#### Recorded data
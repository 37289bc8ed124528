use super::{CommandSink, OutputError};
use crate::pointer::{Button, PointerCommand, Report};
use evdev::uinput::{VirtualDevice, VirtualDeviceBuilder};
use evdev::{AttributeSet, EventType, InputEvent, Key, RelativeAxisType, Synchronization};

const VIRTUAL_DEVICE_NAME: &str = "Adaptive Virtual Touchpad";

pub struct VirtualPointer {
    device: VirtualDevice,
}

impl VirtualPointer {
    pub fn new() -> Result<Self, OutputError> {
        let device = VirtualDeviceBuilder::new()
            .and_then(|builder| {
                builder
                    .name(VIRTUAL_DEVICE_NAME)
                    .with_keys(&AttributeSet::from_iter([Key::BTN_LEFT, Key::BTN_RIGHT]))?
                    .with_relative_axes(&AttributeSet::from_iter([
                        RelativeAxisType::REL_X,
                        RelativeAxisType::REL_Y,
                        RelativeAxisType::REL_WHEEL,
                    ]))?
                    .build()
            })
            .map_err(OutputError::CreateFailed)?;
        log::info!("created virtual pointer \"{}\"", VIRTUAL_DEVICE_NAME);
        Ok(Self { device })
    }
}

impl CommandSink for VirtualPointer {
    fn send(&mut self, reports: &[Report]) -> Result<(), OutputError> {
        let events = to_input_events(reports);
        if events.is_empty() {
            return Ok(());
        }
        // emit() appends the final SYN_REPORT
        self.device.emit(&events).map_err(OutputError::WriteFailed)
    }
}

fn button_code(button: Button) -> u16 {
    match button {
        Button::Left => Key::BTN_LEFT.code(),
        Button::Right => Key::BTN_RIGHT.code(),
    }
}

fn push_command(events: &mut Vec<InputEvent>, command: PointerCommand) {
    match command {
        PointerCommand::Button { button, pressed } => events.push(InputEvent::new(
            EventType::KEY,
            button_code(button),
            i32::from(pressed),
        )),
        PointerCommand::Motion { dx, dy } => {
            events.push(InputEvent::new(
                EventType::RELATIVE,
                RelativeAxisType::REL_X.0,
                dx,
            ));
            events.push(InputEvent::new(
                EventType::RELATIVE,
                RelativeAxisType::REL_Y.0,
                dy,
            ));
        }
        PointerCommand::Wheel(delta) => events.push(InputEvent::new(
            EventType::RELATIVE,
            RelativeAxisType::REL_WHEEL.0,
            delta,
        )),
    }
}

/// Flatten reports into kernel events with a `SYN_REPORT` between
/// consecutive reports, leaving off the trailing one.
fn to_input_events(reports: &[Report]) -> Vec<InputEvent> {
    let mut events = Vec::new();
    for report in reports.iter().filter(|r| !r.commands.is_empty()) {
        if !events.is_empty() {
            events.push(InputEvent::new(
                EventType::SYNCHRONIZATION,
                Synchronization::SYN_REPORT.0,
                0,
            ));
        }
        for &command in &report.commands {
            push_command(&mut events, command);
        }
    }
    events
}
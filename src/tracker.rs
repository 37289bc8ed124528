//! Active touch contacts, one per multitouch slot.
//!
//! Slots are the kernel's channels for position updates; tracking ids are
//! the stable identity of a finger. The table is sized from the device's
//! slot range, so a slot index can never grow it.

use crate::multitouch::Axis;
use std::time::{Duration, Instant};

pub const MAX_TOUCH_POINTS: usize = 10;

#[derive(Clone, Debug)]
pub struct Contact {
    pub id: i32,
    pub slot: usize,
    pub x: Option<i32>,
    pub y: Option<i32>,
    /// Position seen at the previous batch end.
    pub last: Option<(i32, i32)>,
    pub press_time: Instant,
}

impl Contact {
    pub fn position(&self) -> Option<(i32, i32)> {
        self.x.zip(self.y)
    }
}

#[derive(Clone, Copy, Debug, PartialEq, Eq)]
pub struct Released {
    pub id: i32,
    pub duration: Duration,
}

/// Summed per-contact movement since the previous batch end.
#[derive(Clone, Copy, Debug, Default, PartialEq, Eq)]
pub struct BatchDelta {
    pub sum_dx: i64,
    pub sum_dy: i64,
    /// Contacts that had a previous position to diff against.
    pub contributors: usize,
    /// Contacts with both coordinates known.
    pub active: usize,
}

#[derive(Debug)]
pub struct ContactTracker {
    slots: Vec<Option<Contact>>,
    active_slot: Option<usize>,
}

impl ContactTracker {
    pub fn new(slot_count: usize) -> Self {
        Self {
            slots: vec![None; slot_count.max(1)],
            active_slot: Some(0),
        }
    }

    pub fn active_slot(&self) -> Option<usize> {
        self.active_slot
    }

    pub fn set_active_slot(&mut self, slot: i32) {
        self.active_slot = usize::try_from(slot)
            .ok()
            .filter(|&s| s < self.slots.len());
        if self.active_slot.is_none() {
            log::debug!("slot {} outside 0..{}, ignoring its events", slot, self.slots.len());
        }
    }

    /// Start a contact on `slot`, returning the id it evicted, if any.
    pub fn begin_contact(&mut self, slot: usize, id: i32, now: Instant) -> Option<i32> {
        let entry = self.slots.get_mut(slot)?;

        let (evicted, last) = match entry.take() {
            Some(old) if old.id == id => (None, old.last),
            Some(old) => {
                log::debug!(
                    "slot {} reused by id {}, dropping stale id {}",
                    old.slot,
                    id,
                    old.id
                );
                (Some(old.id), None)
            }
            None => (None, None),
        };

        *entry = Some(Contact {
            id,
            slot,
            x: None,
            y: None,
            last,
            press_time: now,
        });
        evicted
    }

    pub fn end_contact(&mut self, slot: usize, now: Instant) -> Option<Released> {
        let contact = self.slots.get_mut(slot)?.take()?;
        Some(Released {
            id: contact.id,
            duration: now.saturating_duration_since(contact.press_time),
        })
    }

    pub fn update_position(&mut self, slot: usize, axis: Axis, value: i32) {
        let Some(contact) = self.slots.get_mut(slot).and_then(Option::as_mut) else {
            return;
        };
        match axis {
            Axis::X => contact.x = Some(value),
            Axis::Y => contact.y = Some(value),
        }
    }

    #[cfg(test)]
    pub fn contact(&self, id: i32) -> Option<&Contact> {
        self.contacts().find(|c| c.id == id)
    }

    pub fn contacts(&self) -> impl Iterator<Item = &Contact> {
        self.slots.iter().flatten()
    }

    /// Ids of contacts that have reported both coordinates.
    pub fn active_contacts(&self) -> Vec<i32> {
        self.contacts()
            .filter(|c| c.position().is_some())
            .map(|c| c.id)
            .collect()
    }

    /// Diff every active contact against its last position, then make the
    /// current position the new baseline.
    pub fn collect_deltas(&mut self) -> BatchDelta {
        let mut delta = BatchDelta::default();
        for contact in self.slots.iter_mut().flatten() {
            let Some((x, y)) = contact.position() else {
                continue;
            };
            delta.active += 1;
            if let Some((lx, ly)) = contact.last {
                delta.sum_dx += i64::from(x) - i64::from(lx);
                delta.sum_dy += i64::from(y) - i64::from(ly);
                delta.contributors += 1;
            }
            contact.last = Some((x, y));
        }
        delta
    }
}

#[cfg(test)]
mod tests {
    use super::*;

    fn placed(tracker: &mut ContactTracker, slot: usize, id: i32, x: i32, y: i32, now: Instant) {
        tracker.begin_contact(slot, id, now);
        tracker.update_position(slot, Axis::X, x);
        tracker.update_position(slot, Axis::Y, y);
    }

    #[test]
    fn contact_needs_both_coordinates_to_be_active() {
        let now = Instant::now();
        let mut tracker = ContactTracker::new(4);
        tracker.begin_contact(0, 7, now);
        assert!(tracker.active_contacts().is_empty());

        tracker.update_position(0, Axis::X, 100);
        assert!(tracker.active_contacts().is_empty());

        tracker.update_position(0, Axis::Y, 200);
        assert_eq!(tracker.active_contacts(), vec![7]);
    }

    #[test]
    fn end_reports_duration_and_forgets_contact() {
        let now = Instant::now();
        let mut tracker = ContactTracker::new(4);
        placed(&mut tracker, 1, 3, 10, 10, now);
        tracker.collect_deltas();

        let released = tracker.end_contact(1, now + Duration::from_millis(120));
        assert_eq!(
            released,
            Some(Released {
                id: 3,
                duration: Duration::from_millis(120)
            })
        );
        assert!(tracker.contact(3).is_none());

        // late position for the released slot is dropped
        tracker.update_position(1, Axis::X, 50);
        assert!(tracker.contacts().next().is_none());
        assert_eq!(tracker.end_contact(1, now), None);
    }

    #[test]
    fn slot_reuse_evicts_old_id() {
        let now = Instant::now();
        let mut tracker = ContactTracker::new(4);
        placed(&mut tracker, 0, 1, 10, 10, now);
        tracker.collect_deltas();

        assert_eq!(tracker.begin_contact(0, 2, now), Some(1));
        assert!(tracker.contact(1).is_none());
        let fresh = tracker.contact(2).expect("new contact");
        assert_eq!(fresh.position(), None);
        assert_eq!(fresh.last, None);
    }

    #[test]
    fn same_id_rebegin_keeps_baseline() {
        let now = Instant::now();
        let mut tracker = ContactTracker::new(4);
        placed(&mut tracker, 0, 1, 10, 10, now);
        tracker.collect_deltas();

        assert_eq!(tracker.begin_contact(0, 1, now), None);
        assert_eq!(tracker.contact(1).and_then(|c| c.last), Some((10, 10)));
    }

    #[test]
    fn out_of_range_slot_drops_events() {
        let now = Instant::now();
        let mut tracker = ContactTracker::new(2);
        tracker.set_active_slot(5);
        assert_eq!(tracker.active_slot(), None);
        tracker.set_active_slot(-1);
        assert_eq!(tracker.active_slot(), None);
        assert_eq!(tracker.begin_contact(9, 1, now), None);
        assert!(tracker.contacts().next().is_none());

        tracker.set_active_slot(1);
        assert_eq!(tracker.active_slot(), Some(1));
    }

    #[test]
    fn new_contacts_contribute_no_delta() {
        let now = Instant::now();
        let mut tracker = ContactTracker::new(4);
        placed(&mut tracker, 0, 1, 10, 10, now);

        let first = tracker.collect_deltas();
        assert_eq!(first.active, 1);
        assert_eq!(first.contributors, 0);

        tracker.update_position(0, Axis::X, 16);
        placed(&mut tracker, 1, 2, 50, 50, now);
        let second = tracker.collect_deltas();
        assert_eq!(
            second,
            BatchDelta {
                sum_dx: 6,
                sum_dy: 0,
                contributors: 1,
                active: 2
            }
        );
    }
}
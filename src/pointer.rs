#[derive(Clone, Copy, Debug, PartialEq, Eq)]
pub enum Button {
    Left,
    Right,
}

/// One change on the virtual pointer.
#[derive(Clone, Copy, Debug, PartialEq, Eq)]
pub enum PointerCommand {
    Button { button: Button, pressed: bool },
    Motion { dx: i32, dy: i32 },
    Wheel(i32),
}

impl PointerCommand {
    pub fn press(button: Button) -> Self {
        PointerCommand::Button {
            button,
            pressed: true,
        }
    }

    pub fn release(button: Button) -> Self {
        PointerCommand::Button {
            button,
            pressed: false,
        }
    }
}

/// Commands the virtual device observes as happening together
/// (terminated by one `SYN_REPORT`).
#[derive(Clone, Debug, Default, PartialEq, Eq)]
pub struct Report {
    pub commands: Vec<PointerCommand>,
}

impl Report {
    pub fn single(command: PointerCommand) -> Self {
        Self {
            commands: vec![command],
        }
    }

    /// A press and a release as two consecutive reports.
    pub fn click(button: Button) -> [Report; 2] {
        [
            Report::single(PointerCommand::press(button)),
            Report::single(PointerCommand::release(button)),
        ]
    }
}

#### Exercise goal
The word to look for is "else"; copy out every line of the entries that holds it.

#### Answer for this exercise
        let Some(contact) = self.slots.get_mut(slot).and_then(Option::as_mut) else {
            let Some((x, y)) = contact.position() else {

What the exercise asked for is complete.